Inerlab has come to the fifth session as a yardstick for measuring whether the standards of various laboratories around the world meet the requirements. Through standard curve measurement, 96-well plate readings and colony calculations, teams are able to ensure the measurement capabilities of each laboratory. Interlab not only provides a basis for comparison between different laboratories, but also provides a basis for accurate research in synthetic biology.

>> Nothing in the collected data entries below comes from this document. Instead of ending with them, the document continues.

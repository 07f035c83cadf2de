use dirhubapp::api::DirectoryService;
use dirhubapp::filter::{self, DirectoryFilter, ItemFilter, Selection, SortKey};
use dirhubapp::latency::Latency;
use dirhubapp::model::{
    DirectoryPatch, DirectoryStats, DirectoryStatus, NewDirectory, UNCATEGORIZED,
};
use dirhubapp::query::{Query, QueryState};
use dirhubapp::store::{FixtureStore, Fixtures, MemoryStore};
use dirhubapp::views;

fn setup() -> DirectoryService<FixtureStore> {
    DirectoryService::new(FixtureStore::embedded().unwrap(), Latency::none())
}

fn new_directory(name: &str, slug: &str) -> NewDirectory {
    NewDirectory {
        name: name.to_string(),
        slug: slug.to_string(),
        description: format!("{} listings", name),
        category: None,
    }
}

#[tokio::test]
async fn test_item_count_matches_items_after_discarded_writes() {
    let service = setup();
    service
        .create_directory(new_directory("Pet Care", "pet-care"))
        .await
        .unwrap();
    service.delete_directory(5).await.unwrap();
    service
        .update_directory(
            2,
            &DirectoryPatch {
                views: Some(0),
                ..Default::default()
            },
        )
        .await
        .unwrap();

    let directories = service.list_directories().await.unwrap();
    assert_eq!(directories.len(), 6);
    for record in &directories {
        let items = service.list_items(record.directory.id).await.unwrap();
        assert_eq!(record.item_count, items.len());
    }
    assert_eq!(service.get_directory(2).await.unwrap().directory.views, 890);
}

#[tokio::test]
async fn test_lookups_fail_exactly_for_absent_keys() {
    let service = setup();
    for record in service.list_directories().await.unwrap() {
        let by_id = service.get_directory(record.directory.id).await.unwrap();
        let by_slug = service
            .get_directory_by_slug(&record.directory.slug)
            .await
            .unwrap();
        assert_eq!(by_id, record);
        assert_eq!(by_slug, record);
    }
    assert!(service.get_directory(0).await.unwrap_err().is_not_found());
    assert!(service
        .get_directory_by_slug("missing")
        .await
        .unwrap_err()
        .is_not_found());
    assert!(service.get_item(1000).await.unwrap_err().is_not_found());
}

#[tokio::test]
async fn test_public_is_active_subset_in_order() {
    let service = setup();
    let active: Vec<_> = service
        .list_directories()
        .await
        .unwrap()
        .into_iter()
        .filter(|d| d.directory.status == DirectoryStatus::Active)
        .collect();
    assert_eq!(service.list_public_directories().await.unwrap(), active);
}

#[tokio::test]
async fn test_public_scenario_skips_draft() {
    let json = r#"[
        {"Id": 1, "name": "One", "slug": "one", "status": "active", "createdAt": "2024-01-01"},
        {"Id": 2, "name": "Two", "slug": "two", "status": "draft", "createdAt": "2024-01-02"},
        {"Id": 3, "name": "Three", "slug": "three", "status": "active", "createdAt": "2024-01-03"}
    ]"#;
    let store = FixtureStore::new(Fixtures::from_json(json, "[]", "[]").unwrap());
    let service = DirectoryService::new(store, Latency::none());
    let ids: Vec<_> = service
        .list_public_directories()
        .await
        .unwrap()
        .iter()
        .map(|d| d.directory.id)
        .collect();
    assert_eq!(ids, vec![1, 3]);
}

#[tokio::test]
async fn test_directory_five_stats() {
    let service = setup();
    assert_eq!(
        service.get_directory_stats(5).await.unwrap(),
        DirectoryStats {
            total_items: 4,
            total_views: 17,
            featured_items: 1,
            total_categories: 2,
        }
    );
}

#[tokio::test]
async fn test_unresolvable_category_is_uncategorized() {
    let service = setup();
    let item = service.get_item(10).await.unwrap();
    assert_eq!(item.item.category_id, Some(99));
    assert_eq!(item.category_name, UNCATEGORIZED);
}

#[tokio::test]
async fn test_caf_search_over_loaded_items() {
    let service = setup();
    let mut items = service.list_items(1).await.unwrap();
    items.extend(service.list_items(2).await.unwrap());

    let filter = ItemFilter {
        query: "caf".to_string(),
        category: Selection::All,
    };
    let titles: Vec<String> = filter::filter_items(&items, &filter)
        .into_iter()
        .map(|i| i.item.title)
        .collect();
    assert_eq!(titles, vec!["Cafe Luna", "Cafeteria Central"]);
}

#[tokio::test]
async fn test_browse_filters_compose() {
    let service = setup();
    let view = views::load_browse(&service).await.unwrap();
    let filter = DirectoryFilter {
        query: String::new(),
        category: Selection::Only("restaurant".to_string()),
        status: Selection::All,
    };
    let names: Vec<String> = view
        .visible(&filter, SortKey::Alphabetical)
        .into_iter()
        .map(|d| d.directory.name)
        .collect();
    assert_eq!(names, vec!["Coffee Corners", "Foodie Guide"]);

    let newest: Vec<_> = view
        .visible(&DirectoryFilter::default(), SortKey::Newest)
        .iter()
        .map(|d| d.directory.id)
        .collect();
    assert_eq!(newest, vec![6, 5, 2, 1]);
}

#[tokio::test(start_paused = true)]
async fn test_batch_with_one_not_found_fails() {
    let service = DirectoryService::embedded().unwrap();
    let result = tokio::try_join!(
        service.list_directories(),
        service.get_directory(404),
        service.get_dashboard_stats()
    );
    assert!(result.unwrap_err().is_not_found());
}

#[tokio::test(start_paused = true)]
async fn test_query_retry_after_failed_page_load() {
    let service = DirectoryService::embedded().unwrap();
    let mut query = Query::new();

    query
        .run(views::load_directory_page(&service, "foodie"))
        .await;
    assert!(matches!(query.state(), QueryState::Failed(e) if e.is_not_found()));

    query
        .run(views::load_directory_page(&service, "foodie-guide"))
        .await;
    assert_eq!(query.attempts(), 2);
    let page = query.data().unwrap();
    assert_eq!(page.items.len(), 3);
    assert_eq!(page.stats.total_categories, 3);
}

#[tokio::test]
async fn test_in_memory_writes_are_visible() {
    let service = DirectoryService::new(MemoryStore::embedded().unwrap(), Latency::none());

    let created = service
        .create_directory(new_directory("Pet Care", "pet-care"))
        .await
        .unwrap();
    assert_eq!(created.id, 7);
    assert_eq!(created.status, DirectoryStatus::Draft);
    let found = service.get_directory_by_slug("pet-care").await.unwrap();
    assert_eq!(found.directory, created);

    service
        .update_directory(
            7,
            &DirectoryPatch {
                status: Some(DirectoryStatus::Active),
                ..Default::default()
            },
        )
        .await
        .unwrap();
    let public = service.list_public_directories().await.unwrap();
    assert_eq!(public.last().unwrap().directory.id, 7);

    service.delete_directory(7).await.unwrap();
    assert!(service.get_directory(7).await.unwrap_err().is_not_found());
    assert_eq!(service.get_dashboard_stats().await.unwrap().total_directories, 6);
}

Positive Control (BBa_I20270): well 2B
Negative Control (BBa_R0040): well 2D
Test Device 1 (BBa_J364000): well 2F
Test Device 2 (BBa_J364001): well 2H
Test Device 3 (BBa_J364002): well 2J
Test Device 4 (BBa_J364007): well 2L
Test Device 5 (BBa_J364008): well 2N
Test Device 6 (BBa_J364009): well 2P

Escherichia coli strain DH5α

1ml LUDOX
ddH2O
10ml 1X PBS
LB (Luria Bertani) media

 Chloramphenicol (stock concentration 25 mg/mL dissolved in EtOH)


Pipettes
96-well plate
50 ml Falcon tube (or equivalent, preferably amber or covered in foil to block light)
1.5-ml Eppendorf tubes for sample storage, ice bucket with ice
Micropipettes and tips


There are 3 different parts of Interlab, including calibration, cell measurement and colony forming units. Calibrations are made up of OD6 00 Reference points, Particle Standard Curve, and Fluorescence standard curve, using LUDOX CL-X, Silica beads – Microsphere, Fluorescein provided in kit to generate a standardized curve. Cell measurement has 8 plasmids (Positive Control, Negative Control, Test Device 1, Test Device 2, Test Device 3, Test Device 4, Test Device 5, and Test Device 6) from Kit Plate 7 were transformed into E. coli DH5-alpha cells. After transformation and cultivation, the cells were used for experiments through the protocol. The third part is a procedure that aims to calibrate OD600 to colony forming unit (CFU) counts, which are directly relatable to the cell concentration of the culture.